**Your task:**
Only the lines from the start of the entries through the line with "use std::path::Path;" are wanted; please output them exactly.

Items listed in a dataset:
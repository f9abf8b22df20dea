//! Duplicate resolution engine.
//!
//! # Overview
//!
//! The [`Resolver`] walks the duplicate groups one at a time and decides,
//! with the operator, which copies survive. Per group it:
//!
//! 1. Applies automatic deletions for files whose directory is in the
//!    [`AutoActionRegistry`], capped so at least one copy of the group
//!    survives the automatic pass.
//! 2. If two or more files remain, prompts for commands until the group
//!    is resolved or the operator quits.
//!
//! # Menu commands
//!
//! - `<n>` — delete the file at 1-based position `n`
//! - `f<n>` — delete that file and mark its directory for automatic
//!   deletion in all remaining groups
//! - `n` — leave this group as-is and move on
//! - `A` — delete every remaining file, after a typed `YES` confirmation;
//!   the only path allowed to empty a group
//! - `q` — abort the run (reported to the caller as cancelled)
//! - `?` — print help and redisplay the list
//!
//! The engine is generic over its input and output streams so tests can
//! drive the menu from an in-memory cursor and assert on the transcript
//! (production wires up locked stdin and stdout). A closed input stream
//! is treated like `q`: the run ends cleanly instead of spinning on EOF.

pub mod registry;

use std::io::{self, BufRead, Write};
use std::path::Path;

use crate::actions::Deleter;
use crate::duplicates::DuplicateGroup;
use crate::output::Lister;

pub use registry::AutoActionRegistry;

/// Per-group control flow.
enum Flow {
    /// Group is done (resolved or left as-is); continue with the next one.
    Continue,
    /// Operator quit; stop processing groups entirely.
    Quit,
}

/// Interactive state machine resolving duplicate groups.
pub struct Resolver<'a, R, W> {
    deleter: &'a Deleter,
    lister: Lister,
    registry: AutoActionRegistry,
    input: R,
    output: W,
}

impl<'a, R: BufRead, W: Write> Resolver<'a, R, W> {
    /// Create a resolver with an empty auto-action registry.
    pub fn new(deleter: &'a Deleter, lister: Lister, input: R, output: W) -> Self {
        Self {
            deleter,
            lister,
            registry: AutoActionRegistry::new(),
            input,
            output,
        }
    }

    /// Directories marked for automatic deletion so far.
    #[must_use]
    pub fn registry(&self) -> &AutoActionRegistry {
        &self.registry
    }

    /// Process every group in order. Returns `true` if the operator
    /// cancelled the run; groups after the cancellation point are left
    /// untouched.
    ///
    /// # Errors
    ///
    /// Returns any I/O error from the operator's input or the display
    /// output. Filesystem deletion failures are not errors here: they are
    /// reported inline and the affected file stays in its group.
    pub fn run(&mut self, groups: &mut [DuplicateGroup]) -> io::Result<bool> {
        for group in groups.iter_mut() {
            self.lister.print_header(&mut self.output, &group.fingerprint)?;
            self.redisplay(group)?;
            if let Flow::Quit = self.resolve_group(group)? {
                return Ok(true);
            }
        }
        Ok(false)
    }

    /// Run the state machine for one group: automatic pass, then the
    /// action loop until fewer than two files remain or the operator
    /// moves on.
    fn resolve_group(&mut self, group: &mut DuplicateGroup) -> io::Result<Flow> {
        if self.auto_apply(group)? {
            self.redisplay(group)?;
        }

        loop {
            if group.files.len() < 2 {
                return Ok(Flow::Continue);
            }

            let Some(line) = self.prompt(group.files.len())? else {
                return Ok(Flow::Quit);
            };
            let choice = line.trim();

            if choice.eq_ignore_ascii_case("n") {
                return Ok(Flow::Continue);
            } else if choice.eq_ignore_ascii_case("q") {
                return Ok(Flow::Quit);
            } else if choice == "?" {
                self.print_help()?;
                self.redisplay(group)?;
            } else if choice == "A" {
                self.delete_all(group)?;
            } else if let Some(idx) = parse_file_token(choice, group.files.len()) {
                self.delete_at(group, idx, false)?;
            } else if let Some(idx) = parse_folder_token(choice, group.files.len()) {
                self.delete_at(group, idx, true)?;
            } else {
                writeln!(self.output, "No valid option")?;
            }
        }
    }

    /// Automatic deletion pass over one group.
    ///
    /// The cap is computed once against the group size at pass start
    /// (`size - 1`), not against the live count: only successful
    /// deletions consume it, and files skipped because the cap was
    /// reached keep their relative order. Returns whether anything was
    /// deleted.
    fn auto_apply(&mut self, group: &mut DuplicateGroup) -> io::Result<bool> {
        if self.registry.is_empty() {
            return Ok(false);
        }

        let cap = group.files.len().saturating_sub(1);
        let mut deleted = 0;
        let mut kept = Vec::with_capacity(group.files.len());
        let mut changed = false;

        for path in group.files.drain(..) {
            let marked = path.parent().is_some_and(|d| self.registry.is_marked(d));
            if marked && deleted < cap {
                writeln!(
                    self.output,
                    "Removing file automatically: {}",
                    path.display()
                )?;
                if self.delete_reported(&path)? {
                    deleted += 1;
                    changed = true;
                } else {
                    kept.push(path);
                }
            } else {
                kept.push(path);
            }
        }

        group.files = kept;
        Ok(changed)
    }

    /// Delete the file at `idx`, optionally marking its directory first.
    /// On success the entry leaves the in-memory list; on failure it
    /// stays. Redisplays the list while more than one file remains.
    fn delete_at(&mut self, group: &mut DuplicateGroup, idx: usize, mark_folder: bool) -> io::Result<()> {
        let path = group.files[idx].clone();

        if mark_folder {
            if let Some(dir) = path.parent() {
                self.registry.mark(dir);
            }
        }

        if self.delete_reported(&path)? {
            group.files.remove(idx);
        }

        if group.files.len() > 1 {
            self.redisplay(group)?;
        }
        Ok(())
    }

    /// The `A` command: confirm, then attempt to delete every remaining
    /// file. Failed deletions stay in the list. Anything but an exact
    /// `YES` cancels.
    fn delete_all(&mut self, group: &mut DuplicateGroup) -> io::Result<()> {
        write!(
            self.output,
            "SURE? (type \"YES\" to confirm or any key to cancel) "
        )?;
        self.output.flush()?;

        let mut line = String::new();
        if self.input.read_line(&mut line)? == 0 {
            writeln!(self.output)?;
            return Ok(());
        }
        if line.trim() != "YES" {
            return Ok(());
        }

        let files = std::mem::take(&mut group.files);
        for path in files {
            if !self.delete_reported(&path)? {
                group.files.push(path);
            }
        }
        Ok(())
    }

    /// Delete one file and report the outcome to the operator. Returns
    /// whether the file is gone.
    fn delete_reported(&mut self, path: &Path) -> io::Result<bool> {
        match self.deleter.delete(path) {
            Ok(()) => {
                writeln!(self.output, "File {} removed", path.display())?;
                Ok(true)
            }
            Err(e) => {
                writeln!(self.output, "Error removing file: {}", e)?;
                Ok(false)
            }
        }
    }

    /// Print the action menu and read one line of input. Returns `None`
    /// on EOF.
    fn prompt(&mut self, count: usize) -> io::Result<Option<String>> {
        let mut tokens: Vec<String> = (1..=count).map(|i| i.to_string()).collect();
        tokens.extend((1..=count).map(|i| format!("f{i}")));

        write!(self.output, "[{}], n, A, q, ?. Option: ", tokens.join(", "))?;
        self.output.flush()?;

        let mut line = String::new();
        if self.input.read_line(&mut line)? == 0 {
            writeln!(self.output)?;
            return Ok(None);
        }
        Ok(Some(line))
    }

    fn print_help(&mut self) -> io::Result<()> {
        writeln!(self.output, "  <number>: Delete file with index number")?;
        writeln!(
            self.output,
            "  f<number>: Delete file with index and select its directory to remove by default"
        )?;
        writeln!(self.output, "          n: Do not remove any file")?;
        writeln!(
            self.output,
            "          A: Remove All files (WARNING, you will lose all copies!!)"
        )?;
        writeln!(self.output, "          q: Quit!")?;
        Ok(())
    }

    fn redisplay(&mut self, group: &DuplicateGroup) -> io::Result<()> {
        self.lister
            .print_files(&mut self.output, &group.fingerprint, &group.files)
    }
}

/// Parse a 1-based file index token; returns the 0-based index.
fn parse_file_token(token: &str, count: usize) -> Option<usize> {
    if token.is_empty() || !token.bytes().all(|b| b.is_ascii_digit()) {
        return None;
    }
    let n: usize = token.parse().ok()?;
    (1..=count).contains(&n).then(|| n - 1)
}

/// Parse an `f`-prefixed index token; returns the 0-based index.
fn parse_folder_token(token: &str, count: usize) -> Option<usize> {
    parse_file_token(token.strip_prefix('f')?, count)
}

**Written solution:**
repository f9abf8b22df20dea
//! Duplicate resolution engine.
//!
//! # Overview
//!
//! The [`Resolver`] walks the duplicate groups one at a time and decides,
//! with the operator, which copies survive. Per group it:
//!
//! 1. Applies automatic deletions for files whose directory is in the
//!    [`AutoActionRegistry`], capped so at least one copy of the group
//!    survives the automatic pass.
//! 2. If two or more files remain, prompts for commands until the group
//!    is resolved or the operator quits.
//!
//! # Menu commands
//!
//! - `<n>` — delete the file at 1-based position `n`
//! - `f<n>` — delete that file and mark its directory for automatic
//!   deletion in all remaining groups
//! - `n` — leave this group as-is and move on
//! - `A` — delete every remaining file, after a typed `YES` confirmation;
//!   the only path allowed to empty a group
//! - `q` — abort the run (reported to the caller as cancelled)
//! - `?` — print help and redisplay the list
//!
//! The engine is generic over its input and output streams so tests can
//! drive the menu from an in-memory cursor and assert on the transcript
//! (production wires up locked stdin and stdout). A closed input stream
//! is treated like `q`: the run ends cleanly instead of spinning on EOF.

pub mod registry;

use std::io::{self, BufRead, Write};
use std::path::Path;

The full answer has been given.